Wysoka grzywna, zakaz prowadzenia pojazdów lub nawet kara pozbawienia wolności – to grozi 28-letniemu mieszkańcowi gminy Daleszyce, zatrzymanemu przez dzielnicowych z miejscowego komisariatu. Mężczyzna jadąc osobowym mini spowodował kolizję drogową i uciekł z miejsca zdarzenia.
Jak informuje Świętokrzyska Policja, do zdarzenia doszło w środę, około godziny 17.30 na terenie Daleszyc. Przejeżdżający ulicą Głowackiego dzielnicowi zauważyli leżące na dachu auto. Gdy zatrzymali się, by udzielić pomocy, w pojeździe już nikogo nie było. Jednak szybko do mundurowych dotarł świadek, który wskazał kierunek ucieczki prowadzącego auto.

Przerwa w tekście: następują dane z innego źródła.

//! Fault injection against cluster members
//!
//! A fault injector connects or disconnects a member from the cluster
//! network. Injectors hold no state of their own; the caller's
//! [`MemberRegistry`](crate::cluster::MemberRegistry) records the result.
//!
//! - `DockerNetwork`: shells out to `docker network connect/disconnect`
//! - `SimulatedReplicaSet` (in `store::simulated`) implements the trait too

pub mod docker;

pub use docker::DockerNetwork;

use async_trait::async_trait;

use crate::cluster::ClusterMember;

/// Result of a single connect/disconnect action
#[derive(Clone, Debug, PartialEq, Eq)]
pub enum FaultOutcome {
    /// The member's reachability changed
    Applied,
    /// The member was already in the requested state
    AlreadyInState,
    /// The action failed; the member's state is unknown
    Failed(String),
}

impl FaultOutcome {
    /// True when the member is now in the requested state
    pub fn is_effective(&self) -> bool {
        !matches!(self, FaultOutcome::Failed(_))
    }
}

/// Connects and disconnects members from the cluster network.
///
/// Implementations must be idempotent: asking for the state a member is
/// already in returns `AlreadyInState`. Failures are reported through the
/// outcome and never panic or return early from the calling scenario.
#[async_trait]
pub trait FaultInjector: Send + Sync {
    async fn set_reachability(&self, member: &ClusterMember, reachable: bool) -> FaultOutcome;
}
//! History types for recording store operations
//!
//! Every insert and read a scenario issues is recorded with its invocation
//! and completion time, so the checker can reason about which writes a read
//! could or must have observed.

use replset_harness::{ReadConcernLevel, WriteConcernLevel};
use serde::Serialize;
use tokio::time::Instant;

/// Microsecond timestamp relative to scenario start
#[derive(Clone, Copy, Debug, PartialEq, Eq, PartialOrd, Ord, Hash, Serialize)]
pub struct Timestamp(pub u64);

impl Timestamp {
    /// Create a timestamp from microseconds since scenario start
    pub fn from_micros(micros: u64) -> Self {
        Timestamp(micros)
    }

    /// Microseconds since scenario start
    pub fn as_micros(&self) -> u64 {
        self.0
    }
}

/// What an operation did
#[derive(Clone, Debug, PartialEq, Eq)]
pub enum OpKind {
    /// `insert_many` of `docs` documents; `None` is the store's default concern
    Insert {
        write: Option<WriteConcernLevel>,
        docs: usize,
    },
    /// Full collection read
    Read { read: Option<ReadConcernLevel> },
}

/// What an operation returned
#[derive(Clone, Debug, PartialEq, Eq)]
pub enum OpResult {
    /// Insert acknowledged at its write concern
    Inserted(usize),
    /// Read returned this many documents
    Read(usize),
    /// Operation failed; for inserts the documents may or may not be applied
    Error(String),
}

/// A completed operation with timing interval
#[derive(Clone, Debug)]
pub struct Operation {
    pub id: u64,
    pub kind: OpKind,
    /// When the operation was issued
    pub invoke_ts: Timestamp,
    /// When the operation returned
    pub complete_ts: Timestamp,
    pub result: OpResult,
}

impl Operation {
    /// Create a completed operation
    pub fn new(
        id: u64,
        kind: OpKind,
        invoke_ts: Timestamp,
        complete_ts: Timestamp,
        result: OpResult,
    ) -> Self {
        Operation {
            id,
            kind,
            invoke_ts,
            complete_ts,
            result,
        }
    }

    /// Whether this is a read
    pub fn is_read(&self) -> bool {
        matches!(self.kind, OpKind::Read { .. })
    }

    /// Whether this is an insert
    pub fn is_insert(&self) -> bool {
        matches!(self.kind, OpKind::Insert { .. })
    }

    /// Documents returned by a successful read
    pub fn read_count(&self) -> Option<usize> {
        match (&self.kind, &self.result) {
            (OpKind::Read { .. }, OpResult::Read(n)) => Some(*n),
            _ => None,
        }
    }

    /// Documents submitted by an insert, acknowledged or not
    pub fn submitted_docs(&self) -> usize {
        match self.kind {
            OpKind::Insert { docs, .. } => docs,
            OpKind::Read { .. } => 0,
        }
    }

    /// Read issued at `readConcern: majority`
    pub fn is_majority_read(&self) -> bool {
        matches!(
            self.kind,
            OpKind::Read {
                read: Some(ReadConcernLevel::Majority)
            }
        )
    }

    /// Insert acknowledged at `w: majority`
    pub fn is_majority_acknowledged(&self) -> bool {
        matches!(
            (&self.kind, &self.result),
            (
                OpKind::Insert {
                    write: Some(WriteConcernLevel::Majority),
                    ..
                },
                OpResult::Inserted(_)
            )
        )
    }

    /// Check if this operation finished before `other` started
    pub fn precedes(&self, other: &Operation) -> bool {
        self.complete_ts <= other.invoke_ts
    }
}

/// Collection of operations from a scenario run
#[derive(Clone, Debug)]
pub struct History {
    ops: Vec<Operation>,
    start_time: Instant,
}

impl Default for History {
    fn default() -> Self {
        Self::new()
    }
}

impl History {
    /// Create an empty history; timestamps count from now
    pub fn new() -> Self {
        History {
            ops: Vec::new(),
            start_time: Instant::now(),
        }
    }

    /// Current time relative to scenario start
    pub fn now(&self) -> Timestamp {
        Timestamp(self.start_time.elapsed().as_micros() as u64)
    }

    /// Record a completed operation
    pub fn add(&mut self, op: Operation) {
        self.ops.push(op);
    }

    /// Operations in recording order
    pub fn ops(&self) -> &[Operation] {
        &self.ops
    }

    /// Number of recorded operations
    pub fn len(&self) -> usize {
        self.ops.len()
    }

    /// Whether nothing has been recorded
    pub fn is_empty(&self) -> bool {
        self.ops.is_empty()
    }

    /// Operations ordered by invocation time
    pub fn sorted_by_invoke_time(&self) -> Vec<&Operation> {
        let mut sorted: Vec<_> = self.ops.iter().collect();
        sorted.sort_by_key(|op| op.invoke_ts);
        sorted
    }

    /// Operations that did not fail
    pub fn successful_ops(&self) -> Vec<&Operation> {
        self.ops
            .iter()
            .filter(|op| !matches!(op.result, OpResult::Error(_)))
            .collect()
    }

    /// Recorded inserts, successful or not
    pub fn inserts(&self) -> impl Iterator<Item = &Operation> {
        self.ops.iter().filter(|op| op.is_insert())
    }

    /// Recorded reads, successful or not
    pub fn reads(&self) -> impl Iterator<Item = &Operation> {
        self.ops.iter().filter(|op| op.is_read())
    }
}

Funkcjonariusze zauważyli w polach uciekiniera i ruszyli za nim pieszo. Pościg nie trwał długo i 28-latek został zatrzymany. Mężczyzna wydmuchał blisko 3,5 promila. Stanie przed sądem i odpowie za kierowanie w stanie nietrzeźwości.
Pijany wjechał w barierki
Do podobnego zdarzenia doszło tego samego dnia w Ostrowcu Świętokrzyskim.
W godzinach popołudniowych policjanci z ostrowieckiej drogówki zostali wezwani na miejsce zdarzenia drogowego. Funkcjonariusze ustalili, że 39-letni mężczyzna kierując samochodem osobowym marki Hyundai stracił panowanie nad pojazdem, w wyniku czego uderzył w barierkę.
W trakcie prowadzonych czynności 39-latek przyznał się, że to on kierował samochodem. Okazało się, że ostrowczanin wsiadł za kółko swego pojazdu mając ponad 2,5 promila alkoholu w organizmie. Funkcjonariusze zatrzymali mu już prawo jazdy. O dalszym jego losie zdecyduje sąd.